Jack meets with Perry and shows him a report showing that $20,000 of unaccounted for funding going into the Planet's expense account every quarter for the past five years and vanishing again about a week after deposit. Perry replies that the deposits come from his personal account and that they have been the difference between keeping the summer internship program and cutting it.

Jack then shows him the picture a fangirl sent to him. The picture shows Superman and Lois kissing, but Sandeep comes in and says that the woman in the picture is not Lois. This reveals Sandeep's status as a mole to Jack. Sandeep then takes out a poster for a party that shows a boy dressed as Superman kissing a red-headed girl. Sandeep says that someone must have edited Lois and Superman's faces into the picture. This effectively makes Jack's evidence invalid.

Perry tells Jack to post a public apology and retraction from his website, and gives him a summer internship. Perry says that Sandeep can be of great use for the Planet and gives Sandeep his old job back.

===Part 5: Des Moines===
Superman arrives to Des Moines, Iowa and does several heroic deeds, but the people still distrust him. He calls Lois to and confides in her his doubts about what he is truly fighting for. When she replies that he is fighting for "Truth, Justice and American Way", Superman replies that things are not as simple as they used to be. Suddenly, Lois hears an explosion, and she sees that a chemical plant is burning. Superman saves the workers and puts out the fire.

As he goes to see if the workers are injured, Superman sees that Manuel, Lois's friend, is arguing with one of the plant's owners. Lois explains that Manuel used to work at the plant, but he was fired when he started protesting the lax environmental standards. Superman promises to leave the workers alone if they make a better job at cleaning up after themselves. Lois and Manuel are surprised by Superman's decision. The workers also say that if Lois publishes her story, the authorities will shut the plant down. Superman tells Lois that she cannot publish her story. Angry, Lois and Manuel walk away, while the workers praise Superman.

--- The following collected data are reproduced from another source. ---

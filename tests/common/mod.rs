//! Shared test utilities for shor-rs integration tests.

use ndarray::{Array1, Array2};
use num_complex::Complex64;

pub fn c(re: f64, im: f64) -> Complex64 {
    Complex64::new(re, im)
}

/// Real-valued matrix from nested rows.
#[allow(dead_code)]
pub fn real_matrix(rows: &[&[f64]]) -> Array2<Complex64> {
    let n = rows.len();
    Array2::from_shape_fn((n, rows[0].len()), |(i, j)| c(rows[i][j], 0.0))
}

/// Diagonal matrix with real entries.
#[allow(dead_code)]
pub fn diag(entries: &[f64]) -> Array2<Complex64> {
    let n = entries.len();
    let mut m = Array2::zeros((n, n));
    for (i, &e) in entries.iter().enumerate() {
        m[[i, i]] = c(e, 0.0);
    }
    m
}

/// Permutation matrix sending basis state `i` to `perm[i]`.
#[allow(dead_code)]
pub fn permutation(perm: &[usize]) -> Array2<Complex64> {
    let n = perm.len();
    let mut m = Array2::zeros((n, n));
    for (col, &row) in perm.iter().enumerate() {
        m[[row, col]] = c(1.0, 0.0);
    }
    m
}

#[allow(dead_code)]
pub fn assert_states_close(a: &Array1<Complex64>, b: &Array1<Complex64>) {
    const ATOL: f64 = 1e-10;
    assert_eq!(
        a.len(),
        b.len(),
        "State vectors have different lengths: {} vs {}",
        a.len(),
        b.len()
    );
    for (i, (av, bv)) in a.iter().zip(b.iter()).enumerate() {
        let diff = (av - bv).norm();
        assert!(
            diff < ATOL,
            "States differ at index {}: {} vs {} (diff={})",
            i,
            av,
            bv,
            diff
        );
    }
}

#[allow(dead_code)]
pub fn assert_matrices_close(a: &Array2<Complex64>, b: &Array2<Complex64>, tol: f64, msg: &str) {
    assert_eq!(
        a.dim(),
        b.dim(),
        "{}: matrices have different dimensions",
        msg
    );
    let (rows, cols) = a.dim();
    for i in 0..rows {
        for j in 0..cols {
            let diff = (a[[i, j]] - b[[i, j]]).norm();
            assert!(
                diff < tol,
                "{}: element [{}, {}] differs: {} vs {} (diff={})",
                msg,
                i,
                j,
                a[[i, j]],
                b[[i, j]],
                diff
            );
        }
    }
}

Later, Superman tries to call Lois, but she does not answer. Superman decides to continue his journey, when he is suddenly met by a mysterious group of people dressed like him, calling themselves the "Superman Squad".

===Part 6: Nebraska===
The Superman Squad take Superman to their homebase, the Fortress of Solidarity, in the future. There, they explain that the Superman Squad is formed of many superpowered beings inspired by Superman's heroic acts. Some members include Superman's own descendants, either through blood-relation or adopted; beings that share his Kryptonian heritage, and unrelated beings who all decided to fight for justice.

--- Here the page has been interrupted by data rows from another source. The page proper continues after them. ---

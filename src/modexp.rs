//! Controlled modular exponentiation.
//!
//! For a base `a`, modulus `N` and exponent bit `j`, the controlled unitary
//! `CU_j` maps |1⟩|x⟩ to |1⟩|c·x mod N⟩ with `c = a^(2^j) mod N` for every
//! `x < N`, and fixes |0⟩|x⟩ as well as every target value `x >= N`.
//!
//! Multiplication by `c` is a permutation of `[0, N)` when `gcd(a, N) = 1`.
//! The synthesizer walks its cycles, splits each cycle into transpositions,
//! and each transposition into multi-controlled NOTs along a Gray-code path
//! between the two basis states. Every elementary gate flips one target bit
//! and is controlled by the control qubit plus all other target bits, so the
//! folded matrix is an exact permutation.
//!
//! A cycle of length `l` costs `l - 1` transpositions and a transposition at
//! most `2b - 1` gates on a `b`-qubit target register, so a multiplier has at
//! most `(N - 2)(2b - 1)` gates. That is linear in `N` and therefore
//! exponential in `b`. Adder-based multipliers are polynomial in `b` but need
//! about `b + 2` ancillas, more than the register budget leaves.

use tracing::debug;

use crate::circuit::{Circuit, PositionedGate, control_with};
use crate::gate::Gate;
use crate::linalg::Matrix;
use crate::number::{gcd, mod_exp2};

/// Image of every `width`-bit value under multiplication by `c` modulo
/// `modulus`, with values `>= modulus` fixed.
pub fn multiplier_permutation(c: u64, modulus: u64, width: usize) -> Vec<usize> {
    (0..1usize << width)
        .map(|x| {
            if (x as u64) < modulus {
                ((c as u128 * x as u128) % modulus as u128) as usize
            } else {
                x
            }
        })
        .collect()
}

/// Cycles of length at least two of `x -> c·x mod modulus` on
/// `[0, modulus)`, each listed as `x0 -> x1 -> ...`.
fn multiplier_cycles(c: u64, modulus: u64) -> Vec<Vec<usize>> {
    let step = |x: usize| ((c as u128 * x as u128) % modulus as u128) as usize;
    let mut visited = vec![false; modulus as usize];
    let mut out = Vec::new();
    for start in 0..modulus as usize {
        if visited[start] || step(start) == start {
            continue;
        }
        let mut cycle = Vec::new();
        let mut x = start;
        while !visited[x] {
            visited[x] = true;
            cycle.push(x);
            x = step(x);
        }
        out.push(cycle);
    }
    out
}

/// Values visited flipping the differing bits of `u` and `v` from the most
/// significant down, `u` first and `v` last.
fn gray_path(u: usize, v: usize, width: usize) -> Vec<usize> {
    let mut path = vec![u];
    let mut cur = u;
    for bit in (0..width).rev() {
        if (cur ^ v) >> bit & 1 == 1 {
            cur ^= 1 << bit;
            path.push(cur);
        }
    }
    path
}

/// Flip the single bit where `p` and `q` differ, conditioned on `control`
/// and on every other target qubit holding its value in `p`.
fn flip(p: usize, q: usize, control: usize, targets: &[usize]) -> PositionedGate {
    let width = targets.len();
    let diff = p ^ q;
    debug_assert_eq!(diff.count_ones(), 1);

    let mut controls = vec![control];
    let mut configs = vec![true];
    let mut target = control;
    for (i, &t) in targets.iter().enumerate() {
        let bit = width - 1 - i;
        if diff >> bit & 1 == 1 {
            target = t;
        } else {
            controls.push(t);
            configs.push(p >> bit & 1 == 1);
        }
    }
    control_with(controls, configs, vec![target], Gate::X)
}

/// Controlled swap of basis values `u` and `v` of the target register.
fn transposition(u: usize, v: usize, control: usize, targets: &[usize]) -> Vec<PositionedGate> {
    let path = gray_path(u, v, targets.len());
    let m = path.len() - 1;
    let steps: Vec<PositionedGate> = path
        .windows(2)
        .map(|w| flip(w[0], w[1], control, targets))
        .collect();

    let mut gates = steps[..m - 1].to_vec();
    gates.push(steps[m - 1].clone());
    gates.extend(steps[..m - 1].iter().rev().cloned());
    gates
}

/// Circuit of `CU_j` on an `n`-qubit register.
///
/// `targets[0]` is the most significant bit of `x`.
///
/// # Panics
/// Panics if `gcd(a, modulus) != 1`, if the target register cannot hold
/// `modulus - 1`, or if the qubit indices overlap or leave `[0, n)`.
pub fn mod_exp2_circuit(
    n: usize,
    a: u64,
    j: u32,
    modulus: u64,
    control: usize,
    targets: &[usize],
) -> Circuit {
    assert!(modulus >= 2, "modulus must be at least 2, got {}", modulus);
    assert_eq!(
        gcd(a, modulus),
        1,
        "a={} is not coprime to N={}",
        a,
        modulus
    );
    let width = targets.len();
    assert!(
        width < usize::BITS as usize && (1u128 << width) >= modulus as u128,
        "{} target qubits cannot hold values below {}",
        width,
        modulus
    );

    let c = mod_exp2(a, j, modulus);

    let mut gates = Vec::new();
    for cycle in multiplier_cycles(c, modulus) {
        let x0 = cycle[0];
        for &xi in &cycle[1..] {
            gates.extend(transposition(x0, xi, control, targets));
        }
    }

    debug!(
        a,
        j,
        modulus,
        multiplier = c,
        gates = gates.len(),
        "synthesized controlled modular multiplier"
    );

    match Circuit::new(n, gates) {
        Ok(circuit) => circuit,
        Err(e) => panic!(
            "invalid modular exponentiation layout (control {}, targets {:?}, {} qubits): {}",
            control, targets, n, e
        ),
    }
}

/// The `2^n x 2^n` unitary of `CU_j`.
///
/// # Example
/// ```
/// use shor_rs::modexp::controlled_mod_exp2;
/// use shor_rs::linalg::{is_unitary, DEFAULT_TOLERANCE};
/// let u = controlled_mod_exp2(5, 7, 0, 15, 0, &[1, 2, 3, 4]);
/// assert!(is_unitary(&u, DEFAULT_TOLERANCE));
/// ```
pub fn controlled_mod_exp2(
    n: usize,
    a: u64,
    j: u32,
    modulus: u64,
    control: usize,
    targets: &[usize],
) -> Matrix {
    mod_exp2_circuit(n, a, j, modulus, control, targets).unitary()
}

#[cfg(test)]
mod tests {
    use super::*;
    use crate::index::{register_value, with_register_value};
    use crate::linalg::{DEFAULT_TOLERANCE, is_unitary};

    #[test]
    fn test_gray_path_endpoints() {
        let path = gray_path(0b0101, 0b1010, 4);
        assert_eq!(path.first(), Some(&0b0101));
        assert_eq!(path.last(), Some(&0b1010));
        assert_eq!(path.len(), 5);
        for w in path.windows(2) {
            assert_eq!((w[0] ^ w[1]).count_ones(), 1);
        }
    }

    #[test]
    fn test_cycles_of_times_seven_mod_fifteen() {
        let cs = multiplier_cycles(7, 15);
        // 1 -> 7 -> 4 -> 13 -> 1
        assert!(cs.contains(&vec![1, 7, 4, 13]));
        // 0 and 15 are fixed
        assert!(cs.iter().all(|c| !c.contains(&0) && !c.contains(&15)));
    }

    #[test]
    fn test_transposition_swaps_only_pair() {
        let targets = [1, 2, 3];
        let circuit = Circuit::new(4, transposition(0b001, 0b110, 0, &targets)).unwrap();
        let u = circuit.unitary();
        for x in 0..8usize {
            let col = with_register_value(0b1000, &targets, 4, x);
            let row = (0..16).find(|&r| u[[r, col]].norm() > 0.5).unwrap();
            let expected = match x {
                0b001 => 0b110,
                0b110 => 0b001,
                other => other,
            };
            assert_eq!(register_value(row, &targets, 4), expected);
            assert_eq!(row & 0b1000, 0b1000);
        }
    }

    #[test]
    fn test_gate_count_is_linear_in_modulus() {
        for (a, modulus, width) in [(7u64, 15u64, 4usize), (2, 21, 5), (5, 33, 6), (3, 35, 6)] {
            for j in 0..3 {
                let targets: Vec<usize> = (1..=width).collect();
                let circuit = mod_exp2_circuit(width + 1, a, j, modulus, 0, &targets);
                let bound = (modulus as usize - 2) * (2 * width - 1);
                assert!(
                    circuit.len() <= bound,
                    "a={} N={} j={}: {} gates",
                    a,
                    modulus,
                    j,
                    circuit.len()
                );
            }
        }
    }

    #[test]
    fn test_unitary_small() {
        let u = controlled_mod_exp2(5, 2, 1, 15, 0, &[1, 2, 3, 4]);
        assert!(is_unitary(&u, DEFAULT_TOLERANCE));
    }

    #[test]
    #[should_panic(expected = "not coprime")]
    fn test_rejects_shared_factor() {
        mod_exp2_circuit(5, 6, 0, 15, 0, &[1, 2, 3, 4]);
    }

    #[test]
    #[should_panic(expected = "cannot hold")]
    fn test_rejects_narrow_register() {
        mod_exp2_circuit(4, 7, 0, 15, 0, &[1, 2, 3]);
    }
}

The Superman Squad explain to Superman that his recent emotional crisis is not just a matter of indecision, he is actually in danger of losing himself. During the events of New Krypton, Superman recovered his people and lost it again. In the aftermath, he suffered a depression and began doubting his own ideals and principles. Making matters worse, an outside influence is reinforcing that depression. The Superman Squad are confident that Superman will move past his doubts and be the hero he was.

The Superman Squad then leave Superman in Lincoln, Nebraska, in the present, where Superman will have an encounter with a woman who will be inspired by his heroic actions. Superman then flies to Lincoln, where a devastating storm is happening. Superman saves a school bus full of children, as he is being watched by Wonder Woman. Then, Superman notices that the storm is creating a flood. Also, a tornado is coming to town, forcing Superman to choose between stopping the tornado or saving the people from the flood. Diana appears and Superman asks her to save the people while he goes to stop the tornado. Although confused, Diana agrees. Superman uses a powerful clap to create a supersonic boom that dissipates the tornado.

Meanwhile, Diana puts the people on rooftops to protect them from the flood. Suddenly, she is attacked by Lisa Jennings, who claims she ruined everything. According to Jennings, Superman was supposed to make a difficult choice: sacrifice a few to save the many. Diana interfered and Superman was never forced to choose. Just as Jennings is about to attack, Diana punches her and prepares for battle, but Jennings reminds her that there are still people at risk. Diana is forced to let Jennings go to save more people.

After the people are safe, Superman thanks Diana for helping him. Although Diana admits she wasn't here to help since she is on a quest for vengeance, she was inspired by him to act like a hero. Diana then flies away, but not before warning Superman of a woman in black. Superman thinks that the woman in black may be the one he saw in his dream in Chicago, but Superman puts those feelings aside so that he can help the panicked citizens. He is watched by Jennings, who says that Superman's descent is only beginning.

===Part 7: Colorado===
As Superman reaches Boulder, Colorado, he helps Super-Chief catch two criminals. After delivering the two criminals to the police, the two part ways, but not before Super-Chief tells Superman that the Manitou Stone may be Kryptonian in origin. Superman then reaches the city and a blur suddenly puts a Kryptonian outfit on him. Superman takes the Kryptonian outfit off and watches as the blur establishes Kryptonian structures across the city. Using his superhuman senses, Superman discover that the one behind all of this is the Flash, who is wearing a Kryptonian headband. Apparently, the headband is making Flash put Kryptonian structures over the city. Superman reaches the Flash and manages to take the headband off him. With the Flash free of the headband's influence, the two get the city back to normal.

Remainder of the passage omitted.